Search the listing for the string "struct". Copy every line that has it.

===== GIVEN RECORDS

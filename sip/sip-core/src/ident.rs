//! Random protocol tokens (branch, tag, Call-ID, CSeq).
//!
//! These only have to be unique, not unpredictable, so any [`Rng`] will do. Tests
//! inject a seeded generator to get reproducible messages.

use rand::rngs::ThreadRng;
use rand::{Rng, rng};

/// Magic cookie every RFC 3261 branch parameter starts with
pub const RFC3261_BRANCH_PREFIX: &str = "z9hG4bK";

/// Lowercase alphanumerics without the easily confused `l`, `o`, `0` and `1`
const ALPHABET: &[u8] = b"abcdefghijkmnpqrstuvwxyz23456789";

const BRANCH_LEN: usize = 8;
const TAG_LEN: usize = 8;
const CALL_ID_LEN: usize = 10;
const MAX_SEQUENCE_NUMBER: u32 = 999;

#[derive(Debug)]
pub struct IdGenerator<R> {
    rng: R,
}

impl IdGenerator<ThreadRng> {
    /// Generator backed by the thread local random number generator
    pub fn thread_local() -> Self {
        Self::new(rng())
    }
}

impl<R: Rng> IdGenerator<R> {
    pub fn new(rng: R) -> Self {
        Self { rng }
    }

    pub fn random_token(&mut self, len: usize) -> String {
        (0..len)
            .map(|_| char::from(ALPHABET[self.rng.random_range(0..ALPHABET.len())]))
            .collect()
    }

    pub fn branch(&mut self) -> String {
        format!("{RFC3261_BRANCH_PREFIX}{}", self.random_token(BRANCH_LEN))
    }

    pub fn tag(&mut self) -> String {
        self.random_token(TAG_LEN)
    }

    pub fn call_id(&mut self) -> String {
        self.random_token(CALL_ID_LEN)
    }

    pub fn sequence_number(&mut self) -> u32 {
        self.rng.random_range(0..MAX_SEQUENCE_NUMBER)
    }
}

/// The random tokens of a single request
#[derive(Debug, Clone, PartialEq, Eq)]
pub struct Identifiers {
    pub branch: String,
    pub tag: String,
    pub call_id: String,
    pub cseq: u32,
}

impl Identifiers {
    pub fn generate<R: Rng>(generator: &mut IdGenerator<R>) -> Self {
        Self {
            branch: generator.branch(),
            tag: generator.tag(),
            call_id: generator.call_id(),
            cseq: generator.sequence_number(),
        }
    }
}
/// Error returned when parsing one of the vocabulary types from text
#[derive(Debug, Clone, PartialEq, Eq, thiserror::Error)]
pub enum ParseError {
    #[error("unsupported method {0:?}, expected OPTIONS or INVITE")]
    Method(String),
    #[error("invalid status code {0:?}, expected three digits starting with 1-6")]
    Code(String),
    #[error("unsupported transport {0:?}, expected UDP, TCP or TLS")]
    Transport(String),
}
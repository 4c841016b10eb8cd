use crate::config::Expected;
use crate::verdict::Status;
use sip_types::Code;
use std::fmt;

/// Outcome of comparing one expected slot with the status code received at its position
#[derive(Debug, Clone, Copy, PartialEq, Eq)]
pub enum Classification {
    /// The code was expected, or the slot accepts any code.
    ///
    /// `received` is `None` for a wildcard slot without a status line at its position.
    Ok {
        expected: Option<Code>,
        received: Option<Code>,
    },
    /// A different code than the expected one was received
    Warning { expected: Code, received: Code },
    /// The responses contained no status line for a slot requiring a code
    Missing { expected: Code },
}

impl Classification {
    pub fn status(&self) -> Status {
        match self {
            Classification::Ok { .. } => Status::Ok,
            Classification::Warning { .. } | Classification::Missing { .. } => Status::Warning,
        }
    }

    pub fn received(&self) -> Option<Code> {
        match self {
            Classification::Ok { received, .. } => *received,
            Classification::Warning { received, .. } => Some(*received),
            Classification::Missing { .. } => None,
        }
    }
}

impl fmt::Display for Classification {
    fn fmt(&self, f: &mut fmt::Formatter<'_>) -> fmt::Result {
        match self {
            Classification::Ok {
                received: Some(received),
                ..
            } => write!(f, "Received a {received}"),
            Classification::Ok { received: None, .. } => f.write_str("No status line received"),
            Classification::Warning { expected, received } => {
                write!(f, "Received a {received} but {expected} was required")
            }
            Classification::Missing { expected } => {
                write!(f, "No status line received but {expected} was required")
            }
        }
    }
}

/// Pair the expected slots positionally with the received codes.
///
/// Without any expectation a single wildcard slot is used. Every slot is classified.
pub fn classify(expected: &Expected, received: &[Code]) -> Vec<Classification> {
    let wildcard = [None];

    let slots = if expected.is_empty() {
        &wildcard[..]
    } else {
        expected.slots()
    };

    slots
        .iter()
        .enumerate()
        .map(|(i, &expected)| match (expected, received.get(i).copied()) {
            (None, received) => Classification::Ok { expected, received },
            (Some(expected), None) => Classification::Missing { expected },
            (Some(code), Some(received)) if code == received => Classification::Ok {
                expected,
                received: Some(received),
            },
            (Some(expected), Some(received)) => Classification::Warning { expected, received },
        })
        .collect()
}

==========

OUTPUT FOR THIS TASK:
pub struct IdGenerator<R> {
pub struct Identifiers {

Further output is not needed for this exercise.